O futebol italiano vive um paradoxo em 2025/26. Enquanto os gigantes de Milão operam em uma realidade de quase lotação esgotada, o restante da liga enfrenta uma tendência perigosa: o divórcio entre o torcedor e a arquibancada. Se na temporada anterior o Calcio celebrou a marca histórica de 30.240 espectadores por jogo, o cenário atual, a duas rodadas do fim, é de retração. A média caiu para 30.130, uma redução de 2,07%, mas o dado que realmente assombra os gestores não é o número absoluto, e sim a taxa de ocupação.
O declínio para 83,98% de preenchimento médio reflete um problema que vai além do entretenimento; ele atinge o coração financeiro dos clubes. Na estrutura de receitas moderna, o “matchday” (dia de jogo) é um dos pilares de sustentação, ao lado dos direitos televisivos e patrocínios. Quando a Lazio registra uma ocupação abaixo de 50%, não estamos falando apenas de cadeiras vazias, mas de uma erosão na distribuição dos direitos de TV, que utiliza o volume de público como critério de rateio.

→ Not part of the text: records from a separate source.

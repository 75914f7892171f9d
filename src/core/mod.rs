//! Core engine types: cards, decks, geometry, RNG, configuration, errors.
//!
//! Nothing in this module knows about stacks or rules; games and the
//! higher layers build on these value types.

pub mod card;
pub mod deck;
pub mod geometry;
pub mod rng;
pub mod config;
pub mod error;

pub use card::{Card, Color, Rank, Suit, DECK_SIZE};
pub use deck::Deck;
pub use geometry::{Point, Rect};
pub use rng::{GameRng, GameRngState};
pub use config::{CardMetrics, EngineConfig};
pub use error::EngineError;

O “derby” de bilheteria entre Milan (73.305 de média) e Inter (73.198) mascara uma realidade regional fragmentada. A Juventus lidera em eficiência, com 98% de ocupação, provando que estádios modernos e menores garantem solidez financeira. Em contrapartida, as contestações das torcidas de Lazio e Torino transformaram seus estádios em monumentos à insatisfação. O boicote, motivado por rendimentos negativos e gestões contestadas, quebrou a estabilidade que vinha desde o final dos anos 90.
O perigo reside na invisibilidade dos dados reais. Como o cálculo oficial considera “lugares vendidos” (ingressos e carnês) e não “presenças efetivas”, o buraco financeiro e de atmosfera pode ser ainda maior durante o inverno. Se a Serie A deseja recuperar o prestígio econômico frente à Premier League, precisará entender que o torcedor não é mais um espectador passivo, mas um acionista emocional que, ao se retirar, retira também a viabilidade do negócio.

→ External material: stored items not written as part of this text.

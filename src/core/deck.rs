//! Deck construction.
//!
//! Stacks never check for duplicate identities; a deck is the only place
//! cards enter the game, so duplicates are rejected here.

use rustc_hash::FxHashSet;

use super::card::{Card, Rank, Suit, DECK_SIZE};
use super::error::EngineError;

/// An ordered set of distinct cards, bottom first.
#[derive(Clone, Debug, PartialEq, Eq)]
pub struct Deck {
    cards: Vec<Card>,
}

impl Deck {
    /// A full 52-card deck, face down, in suit then rank order.
    #[must_use]
    pub fn standard() -> Self {
        let cards = Suit::ALL
            .iter()
            .flat_map(|&suit| Rank::ALL.iter().map(move |&rank| Card::new(suit, rank, false)))
            .collect();
        Self { cards }
    }

    /// Build a deck from arbitrary cards.
    ///
    /// Returns `DuplicateCard` if the same identity appears twice.
    pub fn from_cards(cards: impl IntoIterator<Item = Card>) -> Result<Self, EngineError> {
        let cards: Vec<Card> = cards.into_iter().collect();
        let mut seen = FxHashSet::default();
        for card in &cards {
            if !seen.insert(*card) {
                return Err(EngineError::DuplicateCard(*card));
            }
        }
        debug_assert!(cards.len() <= DECK_SIZE);
        Ok(Self { cards })
    }

    #[must_use]
    pub fn len(&self) -> usize {
        self.cards.len()
    }

    #[must_use]
    pub fn is_empty(&self) -> bool {
        self.cards.is_empty()
    }

    #[must_use]
    pub fn cards(&self) -> &[Card] {
        &self.cards
    }

    /// Consume the deck, yielding cards bottom first.
    #[must_use]
    pub fn into_cards(self) -> Vec<Card> {
        self.cards
    }
}

#[cfg(test)]
mod tests {
    use super::*;

    #[test]
    fn test_standard_deck() {
        let deck = Deck::standard();
        assert_eq!(deck.len(), DECK_SIZE);
        assert!(deck.cards().iter().all(|c| !c.face_up));
        assert_eq!(deck.cards()[0], Card::new(Suit::Clubs, Rank::Ace, false));
        assert_eq!(deck.cards()[51], Card::new(Suit::Spades, Rank::King, false));
    }

    #[test]
    fn test_duplicate_rejected() {
        let ace = Card::new(Suit::Hearts, Rank::Ace, false);
        let result = Deck::from_cards([ace, Card::new(Suit::Hearts, Rank::Ace, true)]);
        assert!(matches!(result, Err(EngineError::DuplicateCard(c)) if c == ace));
    }

    #[test]
    fn test_partial_deck() {
        let deck = Deck::from_cards(Deck::standard().into_cards().into_iter().take(10)).unwrap();
        assert_eq!(deck.len(), 10);
        assert!(!deck.is_empty());
    }
}
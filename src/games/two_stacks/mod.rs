//! Two stacks.
//!
//! Ten face-up cards start on the left pile. Any card can be picked up with
//! everything above it and dropped on any pile; a double click sends the
//! held cards to the pile's partner. The game is won when the left pile is
//! empty.

mod game;

pub use game::{PartnerBehavior, TwoStacks};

Il calcio italiano vive un paradosso nel 2025/26. Mentre i giganti di Milano operano in una realtà di quasi tutto esaurito, il resto della lega affronta una tendenza pericolosa: il divorzio tra il tifoso e lo spalto. Se nella stagione precedente il Calcio aveva celebrato il traguardo storico di 30.240 spettatori a partita, lo scenario attuale, a due giornate dalla fine, è di contrazione. La media è scesa a 30.130, un calo del 2,07%, ma il dato che spaventa davvero i dirigenti non è il numero assoluto, bensì il tasso di riempimento.
Il declino all’83,98% di riempimento medio riflette un problema che va oltre l’intrattenimento; colpisce il cuore finanziario dei club. Nella moderna struttura dei ricavi, il “matchday” è uno dei pilastri portanti, insieme ai diritti televisivi e alle sponsorizzazioni. Quando la Lazio registra un riempimento inferiore al 50%, non parliamo solo di seggiolini vuoti, ma di un’erosione nella distribuzione dei diritti TV, che utilizza il volume di pubblico come criterio di ripartizione.
Il “derby” del botteghino tra Milan (73.305 di media) e Inter (73.198) maschera una realtà regionale frammentata. La Juventus guida l’efficienza con il 98% di occupazione, dimostrando che stadi moderni e più contenuti garantiscono solidità finanziaria. Al contrario, le contestazioni delle tifoserie di Lazio e Torino hanno trasformato i loro impianti in monumenti all’insoddisfazione. Il boicottaggio, motivato da rendimenti negativi e gestioni contestate, ha spezzato la stabilità che durava dalla fine degli anni ‘90.
Il pericolo risiede nell’invisibilità dei dati reali. Poiché il calcolo ufficiale considera i “posti venduti” e non le “presenze effettive”, il baratro finanziario e d’atmosfera potrebbe essere ancora più profondo durante l’inverno. Se la Serie A vuole recuperare il prestigio economico nei confronti della Premier League, dovrà capire che il tifoso non è più uno spettatore passivo, ma un azionista emotivo che, ritirandosi, ritira anche la fattibilità del business.